Instructions for the task: Please read the records below and return each line holding the string "generated".

Supplied material:
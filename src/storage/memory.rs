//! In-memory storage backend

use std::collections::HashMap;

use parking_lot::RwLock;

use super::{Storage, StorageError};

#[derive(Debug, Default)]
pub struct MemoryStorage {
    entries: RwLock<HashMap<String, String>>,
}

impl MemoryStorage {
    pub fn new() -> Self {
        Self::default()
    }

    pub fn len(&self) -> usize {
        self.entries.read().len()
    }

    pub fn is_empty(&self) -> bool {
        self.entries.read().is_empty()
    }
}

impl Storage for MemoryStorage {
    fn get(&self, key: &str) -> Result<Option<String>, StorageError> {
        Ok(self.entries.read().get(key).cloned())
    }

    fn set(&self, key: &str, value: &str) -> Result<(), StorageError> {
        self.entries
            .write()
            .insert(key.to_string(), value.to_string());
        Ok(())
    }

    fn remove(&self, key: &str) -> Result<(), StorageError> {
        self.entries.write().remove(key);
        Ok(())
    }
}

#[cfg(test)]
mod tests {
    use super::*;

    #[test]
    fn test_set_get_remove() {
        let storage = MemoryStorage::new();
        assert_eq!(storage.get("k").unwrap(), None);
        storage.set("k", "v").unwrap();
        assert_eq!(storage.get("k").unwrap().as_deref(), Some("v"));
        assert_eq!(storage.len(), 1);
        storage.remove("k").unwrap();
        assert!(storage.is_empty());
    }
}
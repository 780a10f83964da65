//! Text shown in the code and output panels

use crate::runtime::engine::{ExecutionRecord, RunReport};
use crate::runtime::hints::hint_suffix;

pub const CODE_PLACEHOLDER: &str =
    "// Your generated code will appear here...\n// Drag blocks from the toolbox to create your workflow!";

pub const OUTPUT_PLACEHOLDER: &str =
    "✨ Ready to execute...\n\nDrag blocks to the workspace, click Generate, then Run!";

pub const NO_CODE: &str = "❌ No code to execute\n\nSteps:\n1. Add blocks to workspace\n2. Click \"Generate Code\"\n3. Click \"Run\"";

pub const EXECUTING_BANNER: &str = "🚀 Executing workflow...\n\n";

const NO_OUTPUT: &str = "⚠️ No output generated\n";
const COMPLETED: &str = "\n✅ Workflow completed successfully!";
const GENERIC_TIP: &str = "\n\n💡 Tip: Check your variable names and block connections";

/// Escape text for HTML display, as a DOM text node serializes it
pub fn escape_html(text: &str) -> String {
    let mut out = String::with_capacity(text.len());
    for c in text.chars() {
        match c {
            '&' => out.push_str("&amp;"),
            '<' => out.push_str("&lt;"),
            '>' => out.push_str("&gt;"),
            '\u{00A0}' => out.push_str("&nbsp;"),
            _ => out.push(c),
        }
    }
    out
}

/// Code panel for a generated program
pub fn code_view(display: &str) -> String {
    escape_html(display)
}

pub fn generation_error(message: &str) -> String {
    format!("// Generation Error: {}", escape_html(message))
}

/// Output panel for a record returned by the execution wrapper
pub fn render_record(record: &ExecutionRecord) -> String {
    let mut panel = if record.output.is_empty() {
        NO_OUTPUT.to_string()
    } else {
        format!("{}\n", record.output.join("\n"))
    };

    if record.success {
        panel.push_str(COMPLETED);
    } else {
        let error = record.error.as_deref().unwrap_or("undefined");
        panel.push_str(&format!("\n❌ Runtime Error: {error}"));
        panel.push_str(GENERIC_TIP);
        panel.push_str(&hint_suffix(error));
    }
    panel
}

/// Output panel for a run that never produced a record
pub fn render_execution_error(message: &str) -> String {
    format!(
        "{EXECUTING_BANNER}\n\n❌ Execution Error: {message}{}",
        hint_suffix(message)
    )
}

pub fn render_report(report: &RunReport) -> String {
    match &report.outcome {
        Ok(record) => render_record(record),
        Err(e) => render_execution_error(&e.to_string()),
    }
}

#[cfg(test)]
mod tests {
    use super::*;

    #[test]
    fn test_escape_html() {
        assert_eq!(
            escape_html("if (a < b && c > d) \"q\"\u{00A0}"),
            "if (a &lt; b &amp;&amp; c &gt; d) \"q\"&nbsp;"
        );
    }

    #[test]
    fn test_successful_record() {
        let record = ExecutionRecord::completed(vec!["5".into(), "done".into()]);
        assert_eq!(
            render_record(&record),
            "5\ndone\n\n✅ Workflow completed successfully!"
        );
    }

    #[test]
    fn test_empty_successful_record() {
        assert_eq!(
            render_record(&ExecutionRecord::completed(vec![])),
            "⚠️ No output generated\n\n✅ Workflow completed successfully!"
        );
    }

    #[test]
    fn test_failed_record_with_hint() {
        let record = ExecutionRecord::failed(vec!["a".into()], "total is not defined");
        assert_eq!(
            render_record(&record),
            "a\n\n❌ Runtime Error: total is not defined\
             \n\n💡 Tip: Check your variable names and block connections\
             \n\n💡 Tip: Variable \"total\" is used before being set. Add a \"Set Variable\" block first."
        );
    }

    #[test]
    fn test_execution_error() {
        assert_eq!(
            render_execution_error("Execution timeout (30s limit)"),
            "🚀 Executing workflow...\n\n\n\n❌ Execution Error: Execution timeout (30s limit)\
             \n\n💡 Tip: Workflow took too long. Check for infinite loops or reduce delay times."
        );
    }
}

--

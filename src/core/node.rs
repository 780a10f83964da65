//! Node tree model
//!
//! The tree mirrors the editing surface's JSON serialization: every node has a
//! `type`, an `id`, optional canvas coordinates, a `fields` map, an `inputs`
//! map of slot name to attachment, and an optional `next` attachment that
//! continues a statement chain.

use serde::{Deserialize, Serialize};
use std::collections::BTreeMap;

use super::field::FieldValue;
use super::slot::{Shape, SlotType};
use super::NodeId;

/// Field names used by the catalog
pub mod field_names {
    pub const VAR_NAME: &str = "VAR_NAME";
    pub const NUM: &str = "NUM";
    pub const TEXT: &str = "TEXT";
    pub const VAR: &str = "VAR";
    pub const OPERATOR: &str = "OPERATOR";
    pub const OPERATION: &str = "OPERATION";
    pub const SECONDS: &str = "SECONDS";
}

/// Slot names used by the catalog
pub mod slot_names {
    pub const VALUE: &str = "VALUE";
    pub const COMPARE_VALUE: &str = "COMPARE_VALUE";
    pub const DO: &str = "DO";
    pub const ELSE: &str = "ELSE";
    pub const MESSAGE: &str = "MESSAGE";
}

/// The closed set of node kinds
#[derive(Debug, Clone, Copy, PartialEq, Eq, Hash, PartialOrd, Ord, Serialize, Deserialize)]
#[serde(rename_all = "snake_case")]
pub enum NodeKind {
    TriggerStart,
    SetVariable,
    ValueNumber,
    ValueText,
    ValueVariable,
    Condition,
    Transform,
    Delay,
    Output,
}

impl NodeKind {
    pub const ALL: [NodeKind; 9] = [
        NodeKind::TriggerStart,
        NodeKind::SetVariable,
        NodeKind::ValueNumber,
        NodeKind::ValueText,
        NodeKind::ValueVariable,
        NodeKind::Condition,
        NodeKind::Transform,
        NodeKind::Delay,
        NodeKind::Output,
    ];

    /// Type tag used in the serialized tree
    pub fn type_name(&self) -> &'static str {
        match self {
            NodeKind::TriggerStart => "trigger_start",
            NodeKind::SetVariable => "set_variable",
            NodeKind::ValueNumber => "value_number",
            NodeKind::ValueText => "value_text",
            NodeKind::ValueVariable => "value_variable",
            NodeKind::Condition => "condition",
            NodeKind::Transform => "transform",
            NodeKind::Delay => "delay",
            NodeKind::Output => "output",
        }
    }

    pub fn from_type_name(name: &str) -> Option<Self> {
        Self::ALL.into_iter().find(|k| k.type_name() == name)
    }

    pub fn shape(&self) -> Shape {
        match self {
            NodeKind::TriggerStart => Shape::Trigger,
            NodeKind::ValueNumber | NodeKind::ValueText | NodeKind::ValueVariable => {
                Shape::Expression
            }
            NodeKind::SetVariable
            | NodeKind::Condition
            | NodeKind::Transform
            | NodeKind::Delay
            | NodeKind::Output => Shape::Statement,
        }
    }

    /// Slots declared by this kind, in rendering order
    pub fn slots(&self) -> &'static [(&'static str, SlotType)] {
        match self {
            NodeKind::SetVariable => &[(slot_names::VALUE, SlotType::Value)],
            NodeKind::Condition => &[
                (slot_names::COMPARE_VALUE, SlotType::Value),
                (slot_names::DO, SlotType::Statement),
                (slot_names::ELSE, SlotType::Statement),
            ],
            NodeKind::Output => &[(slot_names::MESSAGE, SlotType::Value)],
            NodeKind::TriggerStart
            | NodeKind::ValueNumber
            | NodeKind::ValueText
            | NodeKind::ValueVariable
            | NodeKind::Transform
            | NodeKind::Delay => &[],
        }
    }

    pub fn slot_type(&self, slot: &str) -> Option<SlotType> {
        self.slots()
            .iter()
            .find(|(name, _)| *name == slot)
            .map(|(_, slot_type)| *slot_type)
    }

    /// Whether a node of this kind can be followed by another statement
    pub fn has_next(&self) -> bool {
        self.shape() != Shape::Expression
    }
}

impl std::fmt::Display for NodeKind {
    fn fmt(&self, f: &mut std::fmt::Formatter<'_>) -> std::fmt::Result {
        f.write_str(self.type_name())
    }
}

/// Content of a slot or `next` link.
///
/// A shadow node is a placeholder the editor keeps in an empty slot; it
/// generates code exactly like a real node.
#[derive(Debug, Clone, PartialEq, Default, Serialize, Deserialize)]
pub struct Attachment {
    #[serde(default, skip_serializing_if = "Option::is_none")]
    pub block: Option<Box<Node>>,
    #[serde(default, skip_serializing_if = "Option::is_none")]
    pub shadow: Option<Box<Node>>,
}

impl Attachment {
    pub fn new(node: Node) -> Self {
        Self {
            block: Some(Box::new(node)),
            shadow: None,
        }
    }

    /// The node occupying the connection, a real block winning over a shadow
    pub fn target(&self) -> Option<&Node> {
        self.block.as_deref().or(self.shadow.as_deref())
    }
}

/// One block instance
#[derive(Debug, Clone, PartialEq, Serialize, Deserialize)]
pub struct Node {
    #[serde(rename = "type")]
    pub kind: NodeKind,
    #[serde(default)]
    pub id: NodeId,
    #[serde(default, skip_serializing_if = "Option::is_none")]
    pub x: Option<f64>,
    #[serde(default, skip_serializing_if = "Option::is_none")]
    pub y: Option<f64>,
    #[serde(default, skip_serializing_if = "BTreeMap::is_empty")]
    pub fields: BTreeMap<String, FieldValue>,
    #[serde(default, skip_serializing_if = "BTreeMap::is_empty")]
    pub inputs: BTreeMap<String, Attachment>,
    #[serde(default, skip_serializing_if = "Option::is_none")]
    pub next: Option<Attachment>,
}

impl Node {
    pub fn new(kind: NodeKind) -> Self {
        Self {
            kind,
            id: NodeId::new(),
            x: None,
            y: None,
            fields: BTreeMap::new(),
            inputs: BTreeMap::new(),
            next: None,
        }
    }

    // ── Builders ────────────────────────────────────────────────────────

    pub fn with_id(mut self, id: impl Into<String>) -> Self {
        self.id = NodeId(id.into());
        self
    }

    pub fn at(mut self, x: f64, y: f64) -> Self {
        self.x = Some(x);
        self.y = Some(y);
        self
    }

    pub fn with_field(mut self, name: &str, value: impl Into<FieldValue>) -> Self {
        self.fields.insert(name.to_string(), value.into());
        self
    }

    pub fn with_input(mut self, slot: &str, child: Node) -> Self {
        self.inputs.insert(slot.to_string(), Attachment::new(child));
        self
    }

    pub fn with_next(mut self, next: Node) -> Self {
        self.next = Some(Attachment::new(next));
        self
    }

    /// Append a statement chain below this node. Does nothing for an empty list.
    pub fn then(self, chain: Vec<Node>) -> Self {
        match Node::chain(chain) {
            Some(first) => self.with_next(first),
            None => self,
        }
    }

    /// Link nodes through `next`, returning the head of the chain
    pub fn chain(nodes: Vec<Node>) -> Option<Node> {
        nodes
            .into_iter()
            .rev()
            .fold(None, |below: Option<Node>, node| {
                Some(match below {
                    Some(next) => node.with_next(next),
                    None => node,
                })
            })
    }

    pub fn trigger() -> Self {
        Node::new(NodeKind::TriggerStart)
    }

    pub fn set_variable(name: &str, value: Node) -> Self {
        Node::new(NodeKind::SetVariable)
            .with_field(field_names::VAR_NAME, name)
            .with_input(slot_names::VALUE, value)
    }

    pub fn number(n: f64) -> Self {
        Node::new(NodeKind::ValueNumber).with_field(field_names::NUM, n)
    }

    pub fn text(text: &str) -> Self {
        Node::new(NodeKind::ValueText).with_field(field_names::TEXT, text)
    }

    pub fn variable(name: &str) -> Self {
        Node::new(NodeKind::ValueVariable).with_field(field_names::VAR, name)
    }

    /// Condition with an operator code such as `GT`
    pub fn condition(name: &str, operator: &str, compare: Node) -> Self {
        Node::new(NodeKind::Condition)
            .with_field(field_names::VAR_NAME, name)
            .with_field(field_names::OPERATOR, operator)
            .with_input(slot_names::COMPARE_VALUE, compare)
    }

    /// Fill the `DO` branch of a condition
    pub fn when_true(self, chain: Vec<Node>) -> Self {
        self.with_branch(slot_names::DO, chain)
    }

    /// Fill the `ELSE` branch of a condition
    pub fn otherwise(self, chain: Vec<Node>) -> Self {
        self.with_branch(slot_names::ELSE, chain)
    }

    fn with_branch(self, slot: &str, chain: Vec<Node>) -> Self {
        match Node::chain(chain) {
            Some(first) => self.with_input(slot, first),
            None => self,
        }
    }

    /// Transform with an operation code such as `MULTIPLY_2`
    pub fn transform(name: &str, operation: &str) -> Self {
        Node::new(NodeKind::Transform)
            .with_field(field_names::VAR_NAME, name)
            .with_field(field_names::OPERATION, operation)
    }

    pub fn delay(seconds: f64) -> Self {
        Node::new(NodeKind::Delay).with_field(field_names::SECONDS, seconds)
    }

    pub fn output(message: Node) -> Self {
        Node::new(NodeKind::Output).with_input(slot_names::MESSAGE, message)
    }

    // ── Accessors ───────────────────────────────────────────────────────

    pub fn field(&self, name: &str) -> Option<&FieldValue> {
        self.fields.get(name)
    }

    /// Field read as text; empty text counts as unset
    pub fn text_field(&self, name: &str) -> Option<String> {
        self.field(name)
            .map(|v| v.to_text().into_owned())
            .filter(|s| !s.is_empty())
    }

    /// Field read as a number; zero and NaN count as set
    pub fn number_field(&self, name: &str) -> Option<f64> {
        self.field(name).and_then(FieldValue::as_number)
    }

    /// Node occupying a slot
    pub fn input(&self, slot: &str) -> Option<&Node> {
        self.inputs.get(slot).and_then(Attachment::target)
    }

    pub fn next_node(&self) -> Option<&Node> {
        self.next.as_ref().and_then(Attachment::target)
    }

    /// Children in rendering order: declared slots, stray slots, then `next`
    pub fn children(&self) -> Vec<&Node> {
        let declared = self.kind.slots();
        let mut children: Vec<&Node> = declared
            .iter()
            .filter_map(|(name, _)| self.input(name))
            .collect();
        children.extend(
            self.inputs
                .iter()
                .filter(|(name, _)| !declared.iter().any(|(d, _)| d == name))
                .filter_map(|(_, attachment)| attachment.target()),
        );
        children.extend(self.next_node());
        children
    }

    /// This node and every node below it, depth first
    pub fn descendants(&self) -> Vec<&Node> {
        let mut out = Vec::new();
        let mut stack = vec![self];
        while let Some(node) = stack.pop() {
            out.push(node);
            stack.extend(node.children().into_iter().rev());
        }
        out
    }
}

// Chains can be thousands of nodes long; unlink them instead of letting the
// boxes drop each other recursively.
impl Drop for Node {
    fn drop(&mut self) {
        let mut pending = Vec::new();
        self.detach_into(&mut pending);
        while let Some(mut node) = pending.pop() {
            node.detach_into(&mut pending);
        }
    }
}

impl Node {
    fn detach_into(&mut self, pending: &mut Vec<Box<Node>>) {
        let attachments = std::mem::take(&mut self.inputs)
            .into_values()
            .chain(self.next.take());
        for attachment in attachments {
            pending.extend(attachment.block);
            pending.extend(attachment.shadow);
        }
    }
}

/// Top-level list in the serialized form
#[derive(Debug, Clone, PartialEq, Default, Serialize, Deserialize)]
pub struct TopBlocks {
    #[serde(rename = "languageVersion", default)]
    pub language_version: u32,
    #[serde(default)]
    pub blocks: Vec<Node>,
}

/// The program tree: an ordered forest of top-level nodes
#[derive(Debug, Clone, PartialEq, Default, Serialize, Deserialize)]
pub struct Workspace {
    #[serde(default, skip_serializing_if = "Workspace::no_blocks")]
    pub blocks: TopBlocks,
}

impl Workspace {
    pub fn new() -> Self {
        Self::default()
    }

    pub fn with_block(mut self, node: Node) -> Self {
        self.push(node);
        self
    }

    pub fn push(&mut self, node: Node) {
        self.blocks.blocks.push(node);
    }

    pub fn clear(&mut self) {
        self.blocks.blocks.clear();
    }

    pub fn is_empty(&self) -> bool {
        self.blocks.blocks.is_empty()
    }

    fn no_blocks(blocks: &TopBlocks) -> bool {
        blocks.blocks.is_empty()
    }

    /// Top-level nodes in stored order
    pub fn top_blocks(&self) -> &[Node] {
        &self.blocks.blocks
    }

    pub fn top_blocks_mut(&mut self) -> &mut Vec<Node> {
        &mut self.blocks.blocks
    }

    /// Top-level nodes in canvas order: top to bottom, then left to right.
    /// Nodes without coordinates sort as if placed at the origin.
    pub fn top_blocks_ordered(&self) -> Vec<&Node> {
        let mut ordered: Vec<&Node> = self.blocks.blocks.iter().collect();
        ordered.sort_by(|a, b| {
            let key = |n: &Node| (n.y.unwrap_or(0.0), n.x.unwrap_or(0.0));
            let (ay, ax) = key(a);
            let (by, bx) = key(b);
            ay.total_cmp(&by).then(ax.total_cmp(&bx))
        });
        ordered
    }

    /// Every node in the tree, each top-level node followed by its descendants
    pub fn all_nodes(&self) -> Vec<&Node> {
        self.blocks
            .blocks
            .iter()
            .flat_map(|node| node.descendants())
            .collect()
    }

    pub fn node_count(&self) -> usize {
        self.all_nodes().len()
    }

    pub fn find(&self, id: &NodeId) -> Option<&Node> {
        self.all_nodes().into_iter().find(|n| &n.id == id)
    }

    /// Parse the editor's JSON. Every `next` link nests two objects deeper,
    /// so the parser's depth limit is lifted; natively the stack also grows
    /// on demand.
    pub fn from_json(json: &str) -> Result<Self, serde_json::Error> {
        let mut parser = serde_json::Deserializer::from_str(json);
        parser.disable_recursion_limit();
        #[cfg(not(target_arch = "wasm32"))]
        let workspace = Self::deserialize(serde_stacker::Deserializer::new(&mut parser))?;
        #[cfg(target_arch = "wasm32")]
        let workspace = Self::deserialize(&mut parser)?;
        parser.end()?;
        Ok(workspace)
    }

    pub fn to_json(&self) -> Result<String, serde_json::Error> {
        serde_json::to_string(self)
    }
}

---

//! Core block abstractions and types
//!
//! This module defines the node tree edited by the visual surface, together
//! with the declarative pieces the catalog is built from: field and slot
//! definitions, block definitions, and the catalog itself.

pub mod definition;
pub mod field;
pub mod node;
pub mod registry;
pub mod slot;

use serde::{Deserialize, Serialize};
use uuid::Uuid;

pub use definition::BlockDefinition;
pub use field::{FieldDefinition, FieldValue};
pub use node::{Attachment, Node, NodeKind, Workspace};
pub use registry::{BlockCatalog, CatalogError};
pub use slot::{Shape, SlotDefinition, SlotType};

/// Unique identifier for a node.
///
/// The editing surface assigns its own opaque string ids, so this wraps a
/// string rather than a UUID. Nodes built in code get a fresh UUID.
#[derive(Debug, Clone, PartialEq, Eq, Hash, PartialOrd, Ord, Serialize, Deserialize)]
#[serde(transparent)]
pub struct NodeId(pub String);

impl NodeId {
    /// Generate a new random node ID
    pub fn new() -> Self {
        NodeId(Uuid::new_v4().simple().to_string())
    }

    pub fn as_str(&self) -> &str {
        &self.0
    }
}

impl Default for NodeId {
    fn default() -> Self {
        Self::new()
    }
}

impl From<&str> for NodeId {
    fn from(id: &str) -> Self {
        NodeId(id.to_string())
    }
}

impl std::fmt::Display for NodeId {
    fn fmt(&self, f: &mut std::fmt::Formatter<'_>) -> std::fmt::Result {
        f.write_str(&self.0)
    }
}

Your response:
    "// Your generated code will appear here...\n// Drag blocks from the toolbox to create your workflow!";
const NO_OUTPUT: &str = "⚠️ No output generated\n";
/// Code panel for a generated program
            "⚠️ No output generated\n\n✅ Workflow completed successfully!"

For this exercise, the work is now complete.